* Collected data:
------------

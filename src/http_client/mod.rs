use crate::client::ClientError;
use std::time::Duration;

#[cfg(test)]
mod tests;

pub mod reqwest;

/// Total time allowed for one request, from send to the last body byte.
pub const DEFAULT_TIMEOUT: Duration = Duration::from_secs(30);

#[derive(Debug, Clone, Copy, PartialEq, Eq)]
pub enum Method {
    Get,
    Post,
}

#[derive(Debug, Clone, PartialEq, Eq)]
pub struct Request {
    pub method: Method,
    pub url: String,
    pub headers: Vec<(String, String)>,
    pub body: Option<Vec<u8>>,
}

/// A response whose body has already been read to the end.
#[derive(Debug, Clone, PartialEq, Eq)]
pub struct Response {
    pub status_code: u16,
    pub body: Vec<u8>,
}

pub struct ClientConfig {
    pub timeout: Duration,
}

impl Default for ClientConfig {
    fn default() -> Self {
        Self {
            timeout: DEFAULT_TIMEOUT,
        }
    }
}

impl ClientConfig {
    pub fn new(timeout: Duration) -> Self {
        Self { timeout }
    }
}

/// Transport underneath [`ApiClient`](crate::client::ApiClient).
///
/// Implementations report connection failures and timeouts as
/// [`ClientError::Transport`] and body read failures as [`ClientError::Read`].
pub trait HttpClient {
    fn create(config: ClientConfig) -> Self
    where
        Self: Sized;

    fn execute(&self, request: Request) -> Result<Response, ClientError>;
}
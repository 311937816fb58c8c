use httpmock::MockServer;

use crate::client::ClientError;
use crate::http_client::reqwest::ReqwestHttpClient;
use crate::http_client::{ClientConfig, HttpClient, Method, Request, DEFAULT_TIMEOUT};
use std::time::Duration;

#[test]
fn execute() {
    let body = "{\"result\": \"content\"}";

    let server = MockServer::start();

    let mock = server.mock(|when, then| {
        when.method(httpmock::Method::POST)
            .path("/defaults")
            .body(body)
            .header("X-Custom-Header", "test_validate_verify")
            .header("Content-Type", "application/json");
        then.status(201).body("created");
    });

    let request = Request {
        method: Method::Post,
        url: server.url("/defaults"),
        headers: vec![
            ("Content-Type".to_string(), "application/json".to_string()),
            (
                "X-Custom-Header".to_string(),
                "test_validate_verify".to_string(),
            ),
        ],
        body: Some(body.as_bytes().to_vec()),
    };
    let client = ReqwestHttpClient::default();
    let res = client.execute(request).unwrap();

    mock.assert();
    assert_eq!(res.status_code, 201);
    assert_eq!(res.body, b"created".to_vec());
}

#[test]
fn connection_refused_is_a_transport_error() {
    let listener = std::net::TcpListener::bind("127.0.0.1:0").unwrap();
    let port = listener.local_addr().unwrap().port();
    drop(listener);

    let request = Request {
        method: Method::Get,
        url: format!("http://127.0.0.1:{}/health", port),
        headers: vec![],
        body: None,
    };
    let err = ReqwestHttpClient::default().execute(request).unwrap_err();

    assert!(matches!(err, ClientError::Transport(_)), "{:?}", err);
}

#[test]
fn malformed_url_is_a_transport_error() {
    let request = Request {
        method: Method::Get,
        url: "not a url/health".to_string(),
        headers: vec![],
        body: None,
    };
    let err = ReqwestHttpClient::default().execute(request).unwrap_err();

    assert!(matches!(err, ClientError::Transport(_)), "{:?}", err);
}

#[test]
fn default_timeout_is_thirty_seconds() {
    assert_eq!(ClientConfig::default().timeout, Duration::from_secs(30));
    assert_eq!(DEFAULT_TIMEOUT, Duration::from_secs(30));
}
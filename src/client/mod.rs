//! Authenticated JSON requests against the Verity API.
//!
//! Every call runs the same pipeline: serialize the body, send it with the
//! bearer token, classify the response by status code and decode the payload.
//! Failures are returned to the caller as they happen; there are no retries.

use serde::de::DeserializeOwned;
use serde::{Deserialize, Serialize};
use serde_json::{Map, Value};
use std::time::Duration;

use crate::http_client::reqwest::ReqwestHttpClient;
use crate::http_client::{ClientConfig, HttpClient, Method, Request};


pub const USER_AGENT: &str = concat!("verity-cli/", env!("CARGO_PKG_VERSION"));

pub type BoxError = Box<dyn std::error::Error + Send + Sync + 'static>;

#[derive(Debug, thiserror::Error)]
pub enum ClientError {
    #[error("failed to marshal request body: {0}")]
    Serialization(#[source] serde_json::Error),
    #[error("request failed: {0}")]
    Transport(#[source] BoxError),
    #[error("failed to read response: {0}")]
    Read(#[source] BoxError),
    #[error(transparent)]
    Api(#[from] ApiError),
    #[error("HTTP {status}: {body}")]
    Http { status: u16, body: String },
    #[error("failed to parse response: {0}")]
    Decode(#[source] serde_json::Error),
}

/// Structured error reported by the service in a non-200 response.
#[derive(Debug, Clone, PartialEq, Deserialize, thiserror::Error)]
#[error("{code}: {message}")]
pub struct ApiError {
    #[serde(default)]
    pub code: String,
    #[serde(default)]
    pub message: String,
    #[serde(default)]
    pub hint: Option<String>,
    #[serde(default)]
    pub details: Option<Map<String, Value>>,
}

#[derive(Deserialize)]
struct ErrorEnvelope {
    #[serde(default)]
    success: bool,
    error: ApiError,
}

#[derive(Clone)]
pub struct ApiClient<H = ReqwestHttpClient> {
    api_key: String,
    base_url: String,
    http: H,
}

impl ApiClient<ReqwestHttpClient> {
    pub fn new(api_key: impl Into<String>, base_url: impl Into<String>) -> Self {
        Self::with_http_client(api_key, base_url, ReqwestHttpClient::default())
    }

    pub fn with_timeout(
        api_key: impl Into<String>,
        base_url: impl Into<String>,
        timeout: Duration,
    ) -> Self {
        let http = ReqwestHttpClient::create(ClientConfig::new(timeout));
        Self::with_http_client(api_key, base_url, http)
    }
}

impl<H: HttpClient> ApiClient<H> {
    pub fn with_http_client(
        api_key: impl Into<String>,
        base_url: impl Into<String>,
        http: H,
    ) -> Self {
        ApiClient {
            api_key: api_key.into(),
            base_url: base_url.into(),
            http,
        }
    }

    pub fn base_url(&self) -> &str {
        &self.base_url
    }

    pub fn get<T: DeserializeOwned>(&self, path: &str) -> Result<T, ClientError> {
        self.request(Method::Get, path, None::<&()>)
    }

    pub fn post<B, T>(&self, path: &str, body: &B) -> Result<T, ClientError>
    where
        B: Serialize + ?Sized,
        T: DeserializeOwned,
    {
        self.request(Method::Post, path, Some(body))
    }

    pub fn request<B, T>(
        &self,
        method: Method,
        path: &str,
        body: Option<&B>,
    ) -> Result<T, ClientError>
    where
        B: Serialize + ?Sized,
        T: DeserializeOwned,
    {
        let body = self.send(method, path, body)?;
        serde_json::from_slice(&body).map_err(ClientError::Decode)
    }

    /// Runs the request up to the status check and hands back the raw body
    /// of the 200 response. Callers with no use for the payload drop it.
    pub fn send<B>(
        &self,
        method: Method,
        path: &str,
        body: Option<&B>,
    ) -> Result<Vec<u8>, ClientError>
    where
        B: Serialize + ?Sized,
    {
        let body = body
            .map(serde_json::to_vec)
            .transpose()
            .map_err(ClientError::Serialization)?;

        let mut headers = vec![
            (
                "Authorization".to_string(),
                format!("Bearer {}", self.api_key),
            ),
            ("User-Agent".to_string(), USER_AGENT.to_string()),
        ];
        if body.is_some() {
            headers.push(("Content-Type".to_string(), "application/json".to_string()));
        }

        let request = Request {
            method,
            url: format!("{}{}", self.base_url, path),
            headers,
            body,
        };
        let response = self.http.execute(request)?;

        if response.status_code != 200 {
            return Err(classify_error(response.status_code, &response.body));
        }
        Ok(response.body)
    }
}

/// A non-200 response is an [`ApiError`] only when the body is the error
/// envelope with `success` false; anything else keeps the raw text. Missing
/// `code` or `message` fields are left empty.
fn classify_error(status: u16, body: &[u8]) -> ClientError {
    match serde_json::from_slice::<ErrorEnvelope>(body) {
        Ok(envelope) if !envelope.success => ClientError::Api(envelope.error),
        _ => ClientError::Http {
            status,
            body: String::from_utf8_lossy(body).into_owned(),
        },
    }
}
use std::io::{self, Write};

use serde_json::Value;

use super::{data_object, Command};
use crate::client::{ApiClient, ClientError};
use crate::output::field;

#[derive(Debug, Clone, Copy, PartialEq, Eq)]
pub struct Health;

impl Command for Health {
    fn name(&self) -> &'static str {
        "health"
    }

    fn execute(&self, client: &ApiClient) -> Result<Value, ClientError> {
        client.get("/health")
    }

    fn render_table(&self, response: &Value, out: &mut dyn Write) -> io::Result<()> {
        let data = match data_object(response) {
            Some(data) => data,
            None => return writeln!(out, "Invalid response format"),
        };

        writeln!(out, "Status: {}", field(data.get("status")))?;
        writeln!(out, "Version: {}", field(data.get("version")))?;
        writeln!(out, "Timestamp: {}", field(data.get("timestamp")))?;

        if let Some(checks) = data.get("checks").and_then(Value::as_object) {
            writeln!(out, "\nChecks:")?;
            for (name, check) in checks {
                if check.is_object() {
                    writeln!(out, "  {}: {}", name, field(check.get("status")))?;
                }
            }
        }
        Ok(())
    }
}
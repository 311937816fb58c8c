use tracing_subscriber::EnvFilter;

pub const LOG_ENV: &str = "VERITY_LOG";

/// Filter used when `VERITY_LOG` is unset: `warn`, raised one level per `-v`.
pub fn default_directive(verbosity: u64) -> &'static str {
    match verbosity {
        0 => "warn",
        1 => "info",
        2 => "debug",
        _ => "trace",
    }
}

/// Installs the stderr subscriber. Stdout stays reserved for command output.
pub fn init(verbosity: u64) {
    let filter = EnvFilter::try_from_env(LOG_ENV)
        .unwrap_or_else(|_| EnvFilter::new(default_directive(verbosity)));

    let _ = tracing_subscriber::fmt()
        .with_env_filter(filter)
        .with_writer(std::io::stderr)
        .with_target(false)
        .try_init();
}
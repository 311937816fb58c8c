use std::io::{self, Write};

use serde_json::Value;

use super::{data_array, Command, RequestPath};
use crate::client::{ApiClient, ClientError};
use crate::output::truncate;

pub const DEFAULT_LIMIT: u32 = 50;
const MAX_TEXT_CHARS: usize = 200;

/// Full-text search over the coverage criteria of all policies.
#[derive(Debug, Clone, PartialEq, Eq)]
pub struct CoverageSearch {
    pub query: String,
    pub section: Option<String>,
    pub policy_type: Option<String>,
    pub jurisdiction: Option<String>,
    pub limit: u32,
}

impl CoverageSearch {
    pub fn path(&self) -> String {
        RequestPath::new("/coverage/criteria")
            .param("q", &self.query)
            .param_opt("section", self.section.as_deref())
            .param_opt("policy_type", self.policy_type.as_deref())
            .param_opt("jurisdiction", self.jurisdiction.as_deref())
            .param("limit", self.limit)
            .finish()
    }
}

impl Command for CoverageSearch {
    fn name(&self) -> &'static str {
        "coverage search"
    }

    fn execute(&self, client: &ApiClient) -> Result<Value, ClientError> {
        client.get(&self.path())
    }

    fn render_table(&self, response: &Value, out: &mut dyn Write) -> io::Result<()> {
        let blocks = match data_array(response) {
            Some(blocks) => blocks,
            None => return writeln!(out, "No criteria found"),
        };

        writeln!(out, "Found {} criteria blocks:\n", blocks.len())?;
        for block in blocks {
            if let Some(policy_id) = block.get("policy_id").and_then(Value::as_str) {
                write!(out, "Policy: {}", policy_id)?;
                if let Some(title) = block.get("policy_title").and_then(Value::as_str) {
                    write!(out, " - {}", title)?;
                }
                writeln!(out)?;
            }
            if let Some(section) = block.get("section").and_then(Value::as_str) {
                writeln!(out, "Section: {}", section)?;
            }
            if let Some(text) = block.get("text").and_then(Value::as_str) {
                writeln!(out, "  {}", truncate(text, MAX_TEXT_CHARS))?;
            }
            writeln!(out, "---")?;
        }
        Ok(())
    }
}
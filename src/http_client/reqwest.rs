use crate::client::ClientError;
use crate::http_client::{ClientConfig, HttpClient, Method, Request, Response};
use reqwest::blocking::{Client, RequestBuilder};

/// Blocking transport backed by a pooled `reqwest` client. Cloning shares the pool.
#[derive(Clone)]
pub struct ReqwestHttpClient {
    client: Client,
}

impl Default for ReqwestHttpClient {
    fn default() -> Self {
        Self::create(ClientConfig::default())
    }
}

impl HttpClient for ReqwestHttpClient {
    /// # Panics
    ///
    /// Panics if the TLS backend cannot be initialized, like `reqwest::blocking::Client::new`.
    fn create(config: ClientConfig) -> ReqwestHttpClient
    where
        Self: Sized,
    {
        let client = reqwest::blocking::Client::builder()
            .timeout(config.timeout)
            .build()
            .expect("failed to initialize the HTTP client");

        ReqwestHttpClient { client }
    }

    fn execute(&self, request: Request) -> Result<Response, ClientError> {
        let Request {
            method,
            url,
            headers,
            body,
        } = request;
        let mut request_builder = self.client.request(method.into(), url.as_str());
        request_builder = set_headers(&headers, request_builder);
        if let Some(body) = body {
            request_builder = request_builder.body(body);
        }

        let response = request_builder
            .send()
            .map_err(|err| ClientError::Transport(Box::new(err)))?;
        let status_code = response.status().as_u16();
        // The timeout covers the body too; running out mid-body is still a timeout.
        let body = response.bytes().map_err(|err| {
            if err.is_timeout() {
                ClientError::Transport(Box::new(err))
            } else {
                ClientError::Read(Box::new(err))
            }
        })?;

        Ok(Response {
            status_code,
            body: body.to_vec(),
        })
    }
}

fn set_headers(
    headers: &[(String, String)],
    mut request_builder: RequestBuilder,
) -> RequestBuilder {
    for (key, value) in headers {
        request_builder = request_builder.header(key, value);
    }
    request_builder
}

impl From<Method> for reqwest::Method {
    fn from(method: Method) -> Self {
        match method {
            Method::Get => reqwest::Method::GET,
            Method::Post => reqwest::Method::POST,
        }
    }
}
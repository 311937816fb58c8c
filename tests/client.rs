use crate::common::{client_for, silent_server, stalled_body_server, API_KEY};
use httpmock::MockServer;
use serde_json::{json, Value};
use std::thread;
use std::time::{Duration, Instant};
use verity::client::USER_AGENT;
use verity::http_client::Method;
use verity::{ApiClient, ClientError};

mod common;

#[test]
fn get_decodes_success_body() {
    let server = MockServer::start();
    let mock = server.mock(|when, then| {
        when.method(httpmock::Method::GET)
            .path("/api/v1/health")
            .header("Authorization", &format!("Bearer {}", API_KEY))
            .header("User-Agent", USER_AGENT);
        then.status(200)
            .header("content-type", "application/json")
            .body(r#"{"data": {"x": 1}}"#);
    });

    let client = client_for(&server.url("/api/v1"));
    let result: Value = client.get("/health").unwrap();

    mock.assert();
    assert_eq!(result, json!({"data": {"x": 1}}));
}

#[test]
fn post_sends_json_body_with_content_type() {
    let body = json!({"procedure_codes": ["27447"], "payer": "medicare", "criteria_page": 1});

    let server = MockServer::start();
    let mock = server.mock(|when, then| {
        when.method(httpmock::Method::POST)
            .path("/prior-auth/check")
            .header("Content-Type", "application/json")
            .json_body(body.clone());
        then.status(200).body(r#"{"success": true, "data": {}}"#);
    });

    let client = client_for(&server.base_url());
    let result: Value = client.post("/prior-auth/check", &body).unwrap();

    mock.assert();
    assert_eq!(result["success"], json!(true));
}

#[test]
fn api_error_envelope() {
    let server = MockServer::start();
    server.mock(|when, then| {
        when.method(httpmock::Method::GET).path("/codes/lookup");
        then.status(404).body(
            r#"{"success": false, "error": {"code": "NOT_FOUND", "message": "code not found"}}"#,
        );
    });

    let err = client_for(&server.base_url())
        .get::<Value>("/codes/lookup?code=00000")
        .unwrap_err();

    assert!(matches!(err, ClientError::Api(_)), "{:?}", err);
    assert_eq!(err.to_string(), "NOT_FOUND: code not found");
}

#[test]
fn plain_text_error_body() {
    let server = MockServer::start();
    server.mock(|when, then| {
        when.method(httpmock::Method::GET).path("/health");
        then.status(500).body("internal error");
    });

    let err = client_for(&server.base_url())
        .get::<Value>("/health")
        .unwrap_err();

    assert!(matches!(err, ClientError::Http { status: 500, .. }), "{:?}", err);
    assert_eq!(err.to_string(), "HTTP 500: internal error");
}

#[test]
fn malformed_success_body() {
    let server = MockServer::start();
    server.mock(|when, then| {
        when.method(httpmock::Method::GET).path("/jurisdictions");
        then.status(200).body("{\"data\": [");
    });

    let err = client_for(&server.base_url())
        .get::<Value>("/jurisdictions")
        .unwrap_err();

    assert!(matches!(err, ClientError::Decode(_)), "{:?}", err);
    assert!(err.to_string().starts_with("failed to parse response: "));
}

#[test]
fn send_ignores_success_body() {
    let server = MockServer::start();
    let mock = server.mock(|when, then| {
        when.method(httpmock::Method::GET).path("/health");
        then.status(200).body("not json at all");
    });

    client_for(&server.base_url())
        .send(Method::Get, "/health", None::<&()>)
        .unwrap();

    mock.assert();
}

#[test]
fn unanswered_request_times_out() {
    let base_url = silent_server(Duration::from_secs(10));
    let client = ApiClient::with_timeout(API_KEY, base_url, Duration::from_millis(300));

    let started = Instant::now();
    let err = client.get::<Value>("/health").unwrap_err();

    assert!(matches!(err, ClientError::Transport(_)), "{:?}", err);
    assert!(
        started.elapsed() < Duration::from_secs(5),
        "took {:?}",
        started.elapsed()
    );
}

#[test]
fn body_that_stalls_times_out() {
    let base_url = stalled_body_server(Duration::from_secs(10));
    let client = ApiClient::with_timeout(API_KEY, base_url, Duration::from_millis(300));

    let started = Instant::now();
    let err = client.get::<Value>("/health").unwrap_err();

    assert!(matches!(err, ClientError::Transport(_)), "{:?}", err);
    assert!(err.to_string().starts_with("request failed: "));
    assert!(
        started.elapsed() < Duration::from_secs(5),
        "took {:?}",
        started.elapsed()
    );
}

#[test]
fn unreachable_host_is_a_transport_error() {
    let err = client_for("http://127.0.0.1:9")
        .get::<Value>("/health")
        .unwrap_err();

    assert!(matches!(err, ClientError::Transport(_)), "{:?}", err);
    assert!(err.to_string().starts_with("request failed: "));
}

#[test]
fn client_is_shared_across_threads() {
    let server = MockServer::start();
    let mock = server.mock(|when, then| {
        when.method(httpmock::Method::GET).path("/health");
        then.status(200).body(r#"{"data": {"status": "healthy"}}"#);
    });

    let client = client_for(&server.base_url());
    let handles: Vec<_> = (0..4)
        .map(|_| {
            let client = client.clone();
            thread::spawn(move || client.get::<Value>("/health").unwrap())
        })
        .collect();

    for handle in handles {
        assert_eq!(handle.join().unwrap()["data"]["status"], json!("healthy"));
    }
    mock.assert_hits(4);
}
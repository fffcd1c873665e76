//! Playback error types.
//!
//! Errors here never surface to the presentation layer: a superseded loop is
//! expected and silently discarded, anything else is logged and freezes
//! playback on the current page.

/// Error raised by playback state mutations.
#[derive(Debug, thiserror::Error)]
pub enum PlaybackError {
    /// The requested story index does not exist in the catalog.
    #[error("Story index out of range: {index} (catalog has {len})")]
    StoryOutOfRange { index: usize, len: usize },

    /// A progress write targeted a segment the current state does not have.
    #[error("Segment index out of range: {index} (story has {len})")]
    SegmentOutOfRange { index: usize, len: usize },

    /// A progress write was attempted while the overlay is closed.
    #[error("Playback is not active")]
    NotActive,
}

pub type Result<T> = std::result::Result<T, PlaybackError>;
//! Story catalog types.
//!
//! The catalog is an external, read-only data source: an ordered sequence of
//! [`Story`] records, each holding an ordered sequence of page content
//! references. The engine reads it once at construction and never mutates it.

use serde::{Deserialize, Serialize};
use std::fmt;

/// Opaque reference to a page's content, e.g. an image URL or a bundled
/// asset name. The engine never interprets it beyond deciding whether it is
/// worth prefetching.
#[derive(Debug, Clone, PartialEq, Eq, Hash, Serialize, Deserialize)]
#[serde(transparent)]
pub struct PageRef(String);

impl PageRef {
    pub fn new<S: Into<String>>(source: S) -> Self {
        Self(source.into())
    }

    pub fn as_str(&self) -> &str {
        &self.0
    }

    /// Whether this reference points at remote content (absolute http/https
    /// URL). Local asset references are already on disk and never prefetched.
    pub fn is_remote(&self) -> bool {
        self.0.starts_with("http://") || self.0.starts_with("https://")
    }
}

impl fmt::Display for PageRef {
    fn fmt(&self, f: &mut fmt::Formatter<'_>) -> fmt::Result {
        f.write_str(&self.0)
    }
}

impl From<&str> for PageRef {
    fn from(source: &str) -> Self {
        Self::new(source)
    }
}

/// One story: an ordered collection of pages presented as a single
/// slideshow unit.
#[derive(Debug, Clone, Serialize, Deserialize)]
pub struct Story {
    /// Position in the catalog. Immutable once loaded.
    pub index: usize,
    /// Display title for the story tile.
    pub title: String,
    /// Tile icon shown on the home screen.
    pub icon: Option<PageRef>,
    /// Ordered page content references.
    pub pages: Vec<PageRef>,
}

impl Story {
    pub fn new<S: Into<String>>(index: usize, title: S, pages: Vec<PageRef>) -> Self {
        Self {
            index,
            title: title.into(),
            icon: None,
            pages,
        }
    }

    pub fn with_icon(mut self, icon: PageRef) -> Self {
        self.icon = Some(icon);
        self
    }
}

/// Read-only source of stories.
///
/// Implemented by whatever supplies the content (static seed data, a REST
/// client, a database). The engine calls [`stories`](Self::stories) once at
/// construction.
pub trait StoryCatalog: Send + Sync {
    fn stories(&self) -> Vec<Story>;
}

/// Catalog backed by an in-memory list, for seed data and tests.
#[derive(Debug, Clone, Default)]
pub struct InMemoryCatalog {
    stories: Vec<Story>,
}

impl InMemoryCatalog {
    pub fn new(stories: Vec<Story>) -> Self {
        Self { stories }
    }
}

impl StoryCatalog for InMemoryCatalog {
    fn stories(&self) -> Vec<Story> {
        self.stories.clone()
    }
}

------------

Your answer must be a copy of every line in the data above that holds the string "RequestBuilder".

use reqwest::blocking::{Client, RequestBuilder};
    mut request_builder: RequestBuilder,
) -> RequestBuilder {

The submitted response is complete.